◆ **Requirement**:
Track down each line below containing the string "impl" and copy it.

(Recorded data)

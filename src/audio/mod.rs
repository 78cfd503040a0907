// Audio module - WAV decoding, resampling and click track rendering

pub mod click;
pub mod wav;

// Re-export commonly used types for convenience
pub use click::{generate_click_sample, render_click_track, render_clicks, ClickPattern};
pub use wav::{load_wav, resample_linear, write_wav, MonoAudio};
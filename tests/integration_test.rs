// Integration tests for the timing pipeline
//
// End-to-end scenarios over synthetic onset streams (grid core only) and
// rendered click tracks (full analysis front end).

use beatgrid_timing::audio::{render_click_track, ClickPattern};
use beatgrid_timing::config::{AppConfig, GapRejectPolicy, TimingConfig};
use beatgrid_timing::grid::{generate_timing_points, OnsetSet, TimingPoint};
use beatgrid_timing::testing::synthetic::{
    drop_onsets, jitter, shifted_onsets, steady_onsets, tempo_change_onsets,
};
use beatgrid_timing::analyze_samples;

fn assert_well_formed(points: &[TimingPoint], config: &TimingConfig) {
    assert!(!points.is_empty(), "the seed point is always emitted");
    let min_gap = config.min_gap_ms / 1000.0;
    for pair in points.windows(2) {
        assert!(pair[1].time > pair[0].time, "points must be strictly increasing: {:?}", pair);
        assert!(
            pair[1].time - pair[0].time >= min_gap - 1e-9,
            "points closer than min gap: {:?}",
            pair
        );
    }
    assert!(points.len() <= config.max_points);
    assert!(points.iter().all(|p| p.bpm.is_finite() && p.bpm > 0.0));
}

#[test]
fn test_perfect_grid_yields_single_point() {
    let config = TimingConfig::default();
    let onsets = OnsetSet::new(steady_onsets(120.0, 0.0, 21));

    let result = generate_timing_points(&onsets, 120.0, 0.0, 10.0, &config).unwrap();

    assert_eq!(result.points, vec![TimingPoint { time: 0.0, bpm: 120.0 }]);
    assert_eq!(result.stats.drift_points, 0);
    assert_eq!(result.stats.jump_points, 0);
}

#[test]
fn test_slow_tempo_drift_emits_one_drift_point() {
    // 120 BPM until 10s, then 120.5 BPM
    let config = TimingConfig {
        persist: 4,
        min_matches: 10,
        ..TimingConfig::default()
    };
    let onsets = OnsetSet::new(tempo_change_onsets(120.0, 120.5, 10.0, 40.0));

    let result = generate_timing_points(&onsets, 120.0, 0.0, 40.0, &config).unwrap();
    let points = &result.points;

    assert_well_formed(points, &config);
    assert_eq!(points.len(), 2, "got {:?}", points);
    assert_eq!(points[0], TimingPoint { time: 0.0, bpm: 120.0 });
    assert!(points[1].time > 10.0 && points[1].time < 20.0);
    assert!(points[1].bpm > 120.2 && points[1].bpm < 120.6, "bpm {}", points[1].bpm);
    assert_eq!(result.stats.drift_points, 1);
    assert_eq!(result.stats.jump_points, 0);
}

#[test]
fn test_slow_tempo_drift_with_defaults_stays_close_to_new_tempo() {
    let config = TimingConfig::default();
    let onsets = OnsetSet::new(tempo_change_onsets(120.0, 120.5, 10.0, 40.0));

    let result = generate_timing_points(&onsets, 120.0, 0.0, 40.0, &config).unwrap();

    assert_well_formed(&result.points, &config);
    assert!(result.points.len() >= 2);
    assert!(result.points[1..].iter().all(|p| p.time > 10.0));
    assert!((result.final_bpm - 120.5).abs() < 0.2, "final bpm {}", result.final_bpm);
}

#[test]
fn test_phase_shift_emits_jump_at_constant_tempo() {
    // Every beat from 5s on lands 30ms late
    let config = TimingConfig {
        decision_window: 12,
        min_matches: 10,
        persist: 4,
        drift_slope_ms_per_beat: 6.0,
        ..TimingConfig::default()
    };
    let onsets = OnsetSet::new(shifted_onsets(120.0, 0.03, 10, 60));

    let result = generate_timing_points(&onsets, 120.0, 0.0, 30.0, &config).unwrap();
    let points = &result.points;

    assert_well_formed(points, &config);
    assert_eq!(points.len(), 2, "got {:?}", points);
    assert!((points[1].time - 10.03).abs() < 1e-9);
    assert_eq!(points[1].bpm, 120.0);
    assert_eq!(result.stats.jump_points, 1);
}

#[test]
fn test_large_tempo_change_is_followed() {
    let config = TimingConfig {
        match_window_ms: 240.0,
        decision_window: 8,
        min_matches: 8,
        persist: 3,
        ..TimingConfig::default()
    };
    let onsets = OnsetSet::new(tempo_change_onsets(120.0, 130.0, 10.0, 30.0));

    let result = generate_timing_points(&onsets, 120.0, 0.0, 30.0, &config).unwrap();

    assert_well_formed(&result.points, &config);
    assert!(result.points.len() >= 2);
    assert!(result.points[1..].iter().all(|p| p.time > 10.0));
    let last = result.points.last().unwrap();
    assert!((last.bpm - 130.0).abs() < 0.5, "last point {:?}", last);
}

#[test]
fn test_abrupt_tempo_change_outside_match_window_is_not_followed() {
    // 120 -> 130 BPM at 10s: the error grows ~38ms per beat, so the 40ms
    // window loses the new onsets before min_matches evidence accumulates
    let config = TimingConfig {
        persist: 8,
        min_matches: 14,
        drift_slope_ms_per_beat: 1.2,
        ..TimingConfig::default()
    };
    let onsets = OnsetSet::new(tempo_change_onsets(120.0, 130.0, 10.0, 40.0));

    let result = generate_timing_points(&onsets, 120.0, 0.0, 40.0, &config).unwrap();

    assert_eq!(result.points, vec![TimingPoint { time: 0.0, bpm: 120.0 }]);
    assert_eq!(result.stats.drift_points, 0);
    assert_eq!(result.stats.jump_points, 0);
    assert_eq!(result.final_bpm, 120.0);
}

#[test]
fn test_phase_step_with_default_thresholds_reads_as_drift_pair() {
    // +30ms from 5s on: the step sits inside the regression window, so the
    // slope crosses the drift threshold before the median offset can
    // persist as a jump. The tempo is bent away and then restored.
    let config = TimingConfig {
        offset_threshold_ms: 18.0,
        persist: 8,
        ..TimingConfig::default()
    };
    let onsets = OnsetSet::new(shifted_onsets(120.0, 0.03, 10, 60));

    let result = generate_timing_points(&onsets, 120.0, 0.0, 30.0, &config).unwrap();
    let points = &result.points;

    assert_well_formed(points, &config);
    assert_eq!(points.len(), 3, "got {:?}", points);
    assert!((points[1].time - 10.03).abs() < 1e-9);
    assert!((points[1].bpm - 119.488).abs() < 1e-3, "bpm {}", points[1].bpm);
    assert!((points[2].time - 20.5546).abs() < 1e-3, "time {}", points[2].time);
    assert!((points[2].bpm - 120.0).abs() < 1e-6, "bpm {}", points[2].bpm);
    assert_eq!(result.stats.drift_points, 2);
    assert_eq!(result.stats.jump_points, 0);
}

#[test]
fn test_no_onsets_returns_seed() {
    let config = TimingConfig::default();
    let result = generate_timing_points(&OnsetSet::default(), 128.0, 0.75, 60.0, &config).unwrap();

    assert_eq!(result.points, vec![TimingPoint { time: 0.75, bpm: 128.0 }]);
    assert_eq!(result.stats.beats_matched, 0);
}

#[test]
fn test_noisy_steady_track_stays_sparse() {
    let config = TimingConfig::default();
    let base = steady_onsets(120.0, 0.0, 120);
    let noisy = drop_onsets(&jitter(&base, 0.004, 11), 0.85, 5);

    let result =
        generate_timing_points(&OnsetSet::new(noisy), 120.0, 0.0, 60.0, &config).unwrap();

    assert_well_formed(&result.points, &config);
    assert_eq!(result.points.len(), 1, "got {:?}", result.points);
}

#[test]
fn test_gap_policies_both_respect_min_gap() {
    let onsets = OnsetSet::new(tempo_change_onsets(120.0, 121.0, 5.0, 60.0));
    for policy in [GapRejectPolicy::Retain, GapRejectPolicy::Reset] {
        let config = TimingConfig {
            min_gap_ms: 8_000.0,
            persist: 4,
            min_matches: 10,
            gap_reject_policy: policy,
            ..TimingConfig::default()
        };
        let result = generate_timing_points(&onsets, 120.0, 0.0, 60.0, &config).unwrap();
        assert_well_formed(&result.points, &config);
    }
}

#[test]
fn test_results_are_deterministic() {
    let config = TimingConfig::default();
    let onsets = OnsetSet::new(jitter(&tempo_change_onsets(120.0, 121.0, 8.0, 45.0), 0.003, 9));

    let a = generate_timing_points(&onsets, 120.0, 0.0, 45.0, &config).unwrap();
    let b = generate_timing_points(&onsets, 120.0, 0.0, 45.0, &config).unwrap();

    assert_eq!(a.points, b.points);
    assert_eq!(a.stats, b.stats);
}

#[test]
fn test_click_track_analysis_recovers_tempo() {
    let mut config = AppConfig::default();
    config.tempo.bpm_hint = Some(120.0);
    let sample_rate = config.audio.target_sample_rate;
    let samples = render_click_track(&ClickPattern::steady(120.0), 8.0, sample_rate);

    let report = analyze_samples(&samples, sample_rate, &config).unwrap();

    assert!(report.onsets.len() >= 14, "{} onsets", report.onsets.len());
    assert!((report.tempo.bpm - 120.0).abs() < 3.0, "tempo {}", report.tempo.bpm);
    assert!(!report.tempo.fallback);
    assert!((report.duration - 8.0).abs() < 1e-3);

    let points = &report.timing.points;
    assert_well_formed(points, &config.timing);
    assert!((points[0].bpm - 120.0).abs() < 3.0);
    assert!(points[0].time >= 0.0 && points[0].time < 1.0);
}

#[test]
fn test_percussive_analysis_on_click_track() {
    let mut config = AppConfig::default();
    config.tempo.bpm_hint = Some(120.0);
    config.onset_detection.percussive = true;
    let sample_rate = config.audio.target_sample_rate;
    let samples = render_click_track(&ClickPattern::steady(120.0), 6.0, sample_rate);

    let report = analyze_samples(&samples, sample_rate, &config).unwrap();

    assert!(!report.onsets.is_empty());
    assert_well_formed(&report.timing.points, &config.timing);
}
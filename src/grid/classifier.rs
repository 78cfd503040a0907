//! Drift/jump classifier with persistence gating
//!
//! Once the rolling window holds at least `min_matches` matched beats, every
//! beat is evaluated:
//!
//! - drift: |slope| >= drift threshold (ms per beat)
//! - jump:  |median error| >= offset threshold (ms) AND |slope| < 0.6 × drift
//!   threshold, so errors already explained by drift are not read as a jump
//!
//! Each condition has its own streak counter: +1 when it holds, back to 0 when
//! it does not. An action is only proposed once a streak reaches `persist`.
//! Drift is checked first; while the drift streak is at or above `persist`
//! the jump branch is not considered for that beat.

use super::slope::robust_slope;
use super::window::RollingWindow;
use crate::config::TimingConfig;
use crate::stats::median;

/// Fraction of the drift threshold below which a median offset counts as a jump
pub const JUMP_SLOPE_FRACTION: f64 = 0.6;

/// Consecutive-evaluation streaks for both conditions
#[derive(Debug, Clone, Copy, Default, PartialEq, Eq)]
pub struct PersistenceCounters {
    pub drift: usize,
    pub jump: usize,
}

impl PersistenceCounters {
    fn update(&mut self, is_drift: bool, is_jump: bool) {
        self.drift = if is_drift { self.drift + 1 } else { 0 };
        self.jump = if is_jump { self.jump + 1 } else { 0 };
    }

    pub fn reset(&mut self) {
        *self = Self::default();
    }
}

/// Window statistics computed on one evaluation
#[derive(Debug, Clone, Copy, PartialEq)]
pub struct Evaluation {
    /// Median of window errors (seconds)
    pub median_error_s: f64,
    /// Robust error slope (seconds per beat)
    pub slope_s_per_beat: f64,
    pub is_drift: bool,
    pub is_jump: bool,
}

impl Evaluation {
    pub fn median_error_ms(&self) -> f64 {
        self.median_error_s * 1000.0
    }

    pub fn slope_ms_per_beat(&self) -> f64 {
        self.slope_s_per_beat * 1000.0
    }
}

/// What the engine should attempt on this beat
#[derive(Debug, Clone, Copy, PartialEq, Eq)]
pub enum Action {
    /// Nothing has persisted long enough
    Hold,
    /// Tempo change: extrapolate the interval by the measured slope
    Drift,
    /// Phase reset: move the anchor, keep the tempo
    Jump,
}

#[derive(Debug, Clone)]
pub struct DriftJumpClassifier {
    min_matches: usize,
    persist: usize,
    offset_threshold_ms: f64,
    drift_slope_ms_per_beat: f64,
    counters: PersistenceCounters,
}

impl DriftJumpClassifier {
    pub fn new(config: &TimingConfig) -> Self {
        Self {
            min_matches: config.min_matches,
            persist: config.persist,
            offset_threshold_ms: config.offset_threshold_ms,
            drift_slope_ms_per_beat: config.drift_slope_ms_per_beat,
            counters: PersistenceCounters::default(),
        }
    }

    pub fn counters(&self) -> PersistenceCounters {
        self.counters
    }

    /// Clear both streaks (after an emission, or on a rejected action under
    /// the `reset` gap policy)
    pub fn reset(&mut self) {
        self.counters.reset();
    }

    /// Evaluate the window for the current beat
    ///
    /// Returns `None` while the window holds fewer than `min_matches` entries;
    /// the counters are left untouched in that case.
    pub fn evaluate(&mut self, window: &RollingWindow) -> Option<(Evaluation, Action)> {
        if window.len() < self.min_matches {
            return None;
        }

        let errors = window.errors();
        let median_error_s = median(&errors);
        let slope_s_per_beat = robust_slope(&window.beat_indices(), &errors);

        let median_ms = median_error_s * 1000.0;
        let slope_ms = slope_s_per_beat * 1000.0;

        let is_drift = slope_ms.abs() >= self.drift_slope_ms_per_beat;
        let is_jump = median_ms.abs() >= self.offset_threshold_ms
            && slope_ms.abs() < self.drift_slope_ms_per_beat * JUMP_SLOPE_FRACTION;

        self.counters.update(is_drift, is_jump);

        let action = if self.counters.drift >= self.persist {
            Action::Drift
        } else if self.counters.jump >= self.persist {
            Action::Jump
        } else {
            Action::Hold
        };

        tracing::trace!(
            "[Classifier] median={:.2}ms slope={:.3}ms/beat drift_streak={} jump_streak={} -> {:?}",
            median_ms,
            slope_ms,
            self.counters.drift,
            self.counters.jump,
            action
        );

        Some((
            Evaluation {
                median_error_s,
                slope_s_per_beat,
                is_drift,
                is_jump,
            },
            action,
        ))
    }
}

◆ **Output for this exercise**:
impl PersistenceCounters {
impl Evaluation {
impl DriftJumpClassifier {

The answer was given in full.